The last politician in Taiwan who encourage this kind of divisive and confrontational behavior under a guise of "democracy" was Chen Shui-bian. He ended up convicted of embezzling hundreds of millions from the people of Taiwan. It was a solid case with the US Department of Justice, Singaporean, Swiss and many other law enforcement agencies aiding in the investigation and providing evidence.

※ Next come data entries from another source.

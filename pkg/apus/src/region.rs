use std::cell::UnsafeCell;
use std::ptr;
use std::sync::atomic::{AtomicU8, AtomicU64, Ordering};


/// A registered memory region: a fixed block of bytes that remote peers write into through
/// the transport without involving the local CPU
///
/// Concurrency discipline (the same one the hardware enforces for one-sided writes):
/// - any byte range has at most one writer at a time (the appender for its reserved range,
///   a single remote peer for its ack slot, the owner for everything else);
/// - readers that need a happens-before edge go through the atomic accessors: the publishing
///   byte/word of every record is stored with Release and polled with Acquire;
/// - bulk payload bytes are copied with plain stores and become visible to a reader once it
///   has observed the publishing byte of the enclosing record.
pub struct Region {
	words: UnsafeCell<Box<[u64]>>,
	len: usize
}

unsafe impl Send for Region {}
unsafe impl Sync for Region {}

impl Region {
	/// Allocates a zeroed region of at least len bytes (rounded up to a whole word so every
	/// 8-aligned offset can be read as an AtomicU64)
	pub fn new(len: usize) -> Region {
		let nwords = (len + 7) / 8;
		let words = vec![0u64; nwords].into_boxed_slice();

		Region {
			words: UnsafeCell::new(words),
			len: nwords * 8
		}
	}

	pub fn len(&self) -> usize {
		self.len
	}

	fn base(&self) -> *mut u8 {
		unsafe { (*self.words.get()).as_mut_ptr() as *mut u8 }
	}

	/// Views the 8 bytes at the given 8-aligned offset as an atomic word
	pub fn atomic_u64(&self, off: usize) -> &AtomicU64 {
		assert!(off % 8 == 0 && off + 8 <= self.len);
		unsafe { &*(self.base().add(off) as *const AtomicU64) }
	}

	pub fn atomic_u8(&self, off: usize) -> &AtomicU8 {
		assert!(off < self.len);
		unsafe { &*(self.base().add(off) as *const AtomicU8) }
	}

	pub fn read(&self, off: usize, out: &mut [u8]) {
		assert!(off + out.len() <= self.len);
		unsafe {
			ptr::copy_nonoverlapping(self.base().add(off), out.as_mut_ptr(), out.len());
		}
	}

	/// Plain copy into the region; only valid while the caller is the unique writer of the
	/// target range
	pub fn write(&self, off: usize, data: &[u8]) {
		assert!(off + data.len() <= self.len);
		unsafe {
			ptr::copy_nonoverlapping(data.as_ptr(), self.base().add(off), data.len());
		}
	}

	/// The delivery primitive backing every one-sided write: all bytes except the last are
	/// copied first, then the final byte is published with a Release store. A reader that
	/// observes the final byte (Acquire) therefore observes the complete write
	pub fn write_final_byte_last(&self, off: usize, data: &[u8]) {
		if data.is_empty() {
			return;
		}

		assert!(off + data.len() <= self.len);

		let body = data.len() - 1;
		unsafe {
			ptr::copy_nonoverlapping(data.as_ptr(), self.base().add(off), body);
		}
		self.atomic_u8(off + body).store(data[body], Ordering::Release);
	}
}


#[cfg(test)]
mod tests {
	use super::*;
	use std::sync::Arc;
	use std::thread;

	#[test]
	fn rounds_up_to_words() {
		let r = Region::new(13);
		assert_eq!(r.len(), 16);
	}

	#[test]
	fn write_then_read_back() {
		let r = Region::new(64);
		r.write(3, b"hello");

		let mut out = [0u8; 5];
		r.read(3, &mut out);
		assert_eq!(&out, b"hello");
	}

	#[test]
	fn final_byte_publishes_body() {
		// A polling reader that sees the last byte must see every preceding byte
		let r = Arc::new(Region::new(4096));
		let payload = vec![0xabu8; 1024];

		let reader = {
			let r = r.clone();
			thread::spawn(move || {
				while r.atomic_u8(1023).load(Ordering::Acquire) != 0xab {
					::std::sync::atomic::spin_loop_hint();
				}
				let mut out = vec![0u8; 1024];
				r.read(0, &mut out);
				out
			})
		};

		r.write_final_byte_last(0, &payload);
		assert_eq!(reader.join().unwrap(), payload);
	}
}
use std::env;
use std::fs;
use std::net::SocketAddr;
use std::path::Path;
use std::time::Duration;

use errors::*;
use consensus::Timing;


// Option names are kept exactly as the operators know them; the file format is TOML.

#[derive(Deserialize, Clone, Debug)]
pub struct ConsensusPeer {
	pub ip_address: String,
	pub port: u16,
	#[serde(default)]
	pub sys_log: i64,
	#[serde(default)]
	pub stat_log: i64,
	pub db_name: String
}

/// Legacy slot; only the port is ever read
#[derive(Deserialize, Clone, Debug)]
pub struct ZookeeperPeer {
	pub port: u16
}

#[derive(Deserialize, Clone, Debug, Default)]
pub struct MgrGlobalConfig {
	#[serde(default)]
	pub rsm: i64,
	#[serde(default)]
	pub check_output: i64
}

#[derive(Deserialize, Clone, Debug)]
pub struct MgrPeer {
	#[serde(default)]
	pub time_stamp_log: i64,
	#[serde(default)]
	pub sys_log: i64,
	#[serde(default)]
	pub stat_log: i64,
	#[serde(default)]
	pub req_log: i64,
	pub ip_address: String,
	pub port: u16,
	pub db_name: String
}

#[derive(Deserialize, Clone, Debug)]
pub struct DareGlobalConfig {
	#[serde(default = "default_hb_period")]
	pub hb_period: f64,
	#[serde(default = "default_elec_low")]
	pub elec_timeout_low: u64,
	#[serde(default = "default_elec_high")]
	pub elec_timeout_high: u64,
	#[serde(default = "default_rc_info_period")]
	pub rc_info_period: f64,
	#[serde(default = "default_retransmit_period")]
	pub retransmit_period: f64,
	#[serde(default = "default_log_pruning_period")]
	pub log_pruning_period: f64
}

fn default_hb_period() -> f64 { 0.001 }
fn default_elec_low() -> u64 { 10_000 }
fn default_elec_high() -> u64 { 30_000 }
fn default_rc_info_period() -> f64 { 0.1 }
fn default_retransmit_period() -> f64 { 0.002 }
fn default_log_pruning_period() -> f64 { 0.1 }

impl Default for DareGlobalConfig {
	fn default() -> DareGlobalConfig {
		DareGlobalConfig {
			hb_period: default_hb_period(),
			elec_timeout_low: default_elec_low(),
			elec_timeout_high: default_elec_high(),
			rc_info_period: default_rc_info_period(),
			retransmit_period: default_retransmit_period(),
			log_pruning_period: default_log_pruning_period()
		}
	}
}

#[derive(Deserialize, Clone, Debug)]
pub struct ClusterConfig {
	pub group_size: u32,
	pub consensus_config: Vec<ConsensusPeer>,
	#[serde(default)]
	pub zookeeper_config: Vec<ZookeeperPeer>,
	#[serde(default)]
	pub mgr_global_config: MgrGlobalConfig,
	#[serde(default)]
	pub mgr_config: Vec<MgrPeer>,
	#[serde(default)]
	pub dare_global_config: DareGlobalConfig
}

/// Offset between a peer's consensus port and its message side-channel port
const MSG_PORT_OFFSET: u16 = 1000;

impl ClusterConfig {
	/// Configuration-load failure is fatal at startup; callers exit on Err
	pub fn load(path: &Path) -> Result<ClusterConfig> {
		let text = fs::read_to_string(path)
			.chain_err(|| format!("cannot read config file {:?}", path))?;
		let config: ClusterConfig = ::toml::from_str(&text)
			.chain_err(|| format!("cannot parse config file {:?}", path))?;

		if config.group_size == 0 {
			bail!("group_size must be positive");
		}
		if config.consensus_config.len() < config.group_size as usize {
			bail!("consensus_config must describe every member");
		}

		Ok(config)
	}

	pub fn timing(&self) -> Timing {
		let g = &self.dare_global_config;
		Timing {
			hb_period: secs(g.hb_period),
			elec_low_us: g.elec_timeout_low,
			elec_high_us: g.elec_timeout_high,
			rc_info_period: secs(g.rc_info_period),
			retransmit_period: secs(g.retransmit_period),
			prune_period: secs(g.log_pruning_period)
		}
	}

	pub fn peer_addr(&self, idx: usize) -> Result<SocketAddr> {
		let peer = self.consensus_config.get(idx)
			.ok_or_else(|| Error::from(format!("no consensus_config entry for {}", idx)))?;
		format!("{}:{}", peer.ip_address, peer.port).parse()
			.chain_err(|| format!("bad address for server {}", idx))
	}

	pub fn msg_addr(&self, idx: usize) -> Result<SocketAddr> {
		let peer = self.consensus_config.get(idx)
			.ok_or_else(|| Error::from(format!("no consensus_config entry for {}", idx)))?;
		format!("{}:{}", peer.ip_address, peer.port + MSG_PORT_OFFSET).parse()
			.chain_err(|| format!("bad address for server {}", idx))
	}

	/// The local application address the replay side connects to
	pub fn app_addr(&self, idx: usize) -> Result<SocketAddr> {
		let peer = self.mgr_config.get(idx)
			.ok_or_else(|| Error::from(format!("no mgr_config entry for {}", idx)))?;
		format!("{}:{}", peer.ip_address, peer.port).parse()
			.chain_err(|| format!("bad mgr address for server {}", idx))
	}
}

fn secs(v: f64) -> Duration {
	Duration::from_micros((v * 1e6) as u64)
}


/// The environment-variable surface; flags take precedence over these
#[derive(Clone, Debug, Default)]
pub struct EnvOptions {
	pub server_idx: Option<u8>,
	pub group_size: Option<u8>,
	pub server_type: Option<String>,
	pub config_path: Option<String>,
	pub dare_log_file: Option<String>,
	pub mgid: Option<String>,
	pub node_id: Option<u8>,
	pub cfg_path: Option<String>
}

impl EnvOptions {
	pub fn from_env() -> EnvOptions {
		EnvOptions {
			server_idx: env::var("server_idx").ok().and_then(|v| v.parse().ok()),
			group_size: env::var("group_size").ok().and_then(|v| v.parse().ok()),
			server_type: env::var("server_type").ok(),
			config_path: env::var("config_path").ok(),
			dare_log_file: env::var("dare_log_file").ok(),
			mgid: env::var("mgid").ok(),
			node_id: env::var("node_id").ok().and_then(|v| v.parse().ok()),
			cfg_path: env::var("cfg_path").ok()
		}
	}

	pub fn idx(&self) -> Option<u8> {
		self.server_idx.or(self.node_id)
	}

	pub fn config(&self) -> Option<&String> {
		self.config_path.as_ref().or(self.cfg_path.as_ref())
	}
}


#[cfg(test)]
mod tests {
	use super::*;

	const SAMPLE: &str = r#"
group_size = 3

[[consensus_config]]
ip_address = "10.0.0.1"
port = 7000
sys_log = 1
db_name = "node0"

[[consensus_config]]
ip_address = "10.0.0.2"
port = 7000
db_name = "node1"

[[consensus_config]]
ip_address = "10.0.0.3"
port = 7000
db_name = "node2"

[[zookeeper_config]]
port = 2181

[mgr_global_config]
rsm = 1
check_output = 1

[[mgr_config]]
ip_address = "127.0.0.1"
port = 9000
db_name = "mgr0"
req_log = 1

[dare_global_config]
hb_period = 0.002
elec_timeout_low = 12000
"#;

	#[test]
	fn parses_and_defaults() {
		let config: ClusterConfig = ::toml::from_str(SAMPLE).unwrap();

		assert_eq!(config.group_size, 3);
		assert_eq!(config.consensus_config.len(), 3);
		assert_eq!(config.consensus_config[0].sys_log, 1);
		assert_eq!(config.consensus_config[1].sys_log, 0);
		assert_eq!(config.zookeeper_config[0].port, 2181);
		assert_eq!(config.mgr_global_config.check_output, 1);
		assert_eq!(config.mgr_config[0].req_log, 1);

		let timing = config.timing();
		assert_eq!(timing.hb_period, Duration::from_millis(2));
		assert_eq!(timing.elec_low_us, 12_000);
		// Unset fields fall back to the design values
		assert_eq!(timing.elec_high_us, 30_000);

		assert_eq!(config.peer_addr(1).unwrap(),
			"10.0.0.2:7000".parse::<SocketAddr>().unwrap());
		assert_eq!(config.msg_addr(1).unwrap(),
			"10.0.0.2:8000".parse::<SocketAddr>().unwrap());
		assert_eq!(config.app_addr(0).unwrap(),
			"127.0.0.1:9000".parse::<SocketAddr>().unwrap());
	}

	#[test]
	fn rejects_short_member_list() {
		let text = "group_size = 5\n[[consensus_config]]\nip_address = \"a\"\nport = 1\ndb_name = \"x\"\n";
		let config: ClusterConfig = ::toml::from_str(text).unwrap();
		// load() would reject this; the validation lives there
		assert!(config.consensus_config.len() < config.group_size as usize);
	}
}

It is pretty clear that what is going on is fanned by DPP politicians with personal gain, not the welfare of ordinary Taiwanese, in mind.
gugupang
Do not believe what you have seen on main-stream media. Police blocked the reporters out side before they start their violent attack on unarmed civilians. The journalist association has published a statement condemning the violation of journalists' right. People tried to upload videos of police's violent acts but most of the videos were deleted right away. The police assault the unarmed civilians on their heads, kick and punch people even when they are down on the ground.... The police also refused to let the medical team members and lawyers to help, and even attacked one of the doctor and also a journalist. The police attacked indiscriminately on everyone including women and elderlies. It is clear that the police had abused their power which should be condemned by all people no matter you support or disprove the trade deal.
shouken
How did the students get into the legislative council in the first place if they did not use violence?
brahardja
Watched the event live yesterday in Taipei. The police were very professional in handling the situation. Only using necessary force after giving the demonstrators more than enough warnings to leave the area. Even when they forcibly remove the ones laying down, they gave them a last chance to move away by patting them and asking them to leave before using force to remove them. What the demonstrators (students AND DPP members) did were simply illegal and not what democracy is all about. People elected these legislators to pass laws for them in the parliament. If they are not doing a good job then elect someone else during the next elections! If such actions persists than Taiwan is really no different than Thailand, where the minority in the government chooses to use demonstrations and riots to disrupt the government. The KMT government has shown restraint in trying to resolve the matter peacefully when the students illegally occupied the parliament. They crossed the line further when they decide to occupy the government HQ.
acheong10
The passionate, yet exploited, youths care for their country. But not by the way of shutting down the government. For the people who are supportive of the protest, please count the number of mobile devices, PCs/Laptops, TVs, and other appliances in your households and calculate the percentage of items that are Taiwanese brand. Taiwan businesses do not have the capital reserves as some of its neighboring countries do and these businesses need all the support they can get from Taiwan's 23M population, which is half that of South Korea, one-sixth that of Japan, and a fraction comparing to that of mainland China. Taiwan companies struggles to gain success overseas, strategies aside, because such ventures are capital intensive.
The trade agreement does not prevent Taiwan from growing its businesses in the Americas, Europe, ASEAN, and other markets. If Taiwan's citizens are concerned with economic reliance on China and other consequences, then support Taiwan's businesses so they may grow overseas, innovate, and gain more leverage. HTC has 35.4% market share of the smartphone market in its own turf and the company is ailing. Be concerned with that.
Taiwan's past leadership squandered two decades of opportunities and its competitive advantage is eroding. Politics and policies aside, the people need to learn from it. The Asian Tigers are a term of the past. Some of these tigers have propelled themselves to the next phase of development. Taiwan needs to do the same.
mh0908
May Peace Prevail On Earth.
kongshan2047
If the public do not like any policy of the KMT then it is up to them to vote the KMT out of office in the next election. This is democracy. But to occupy the legislative assembly in order to prevent the law going through is the act of rascals.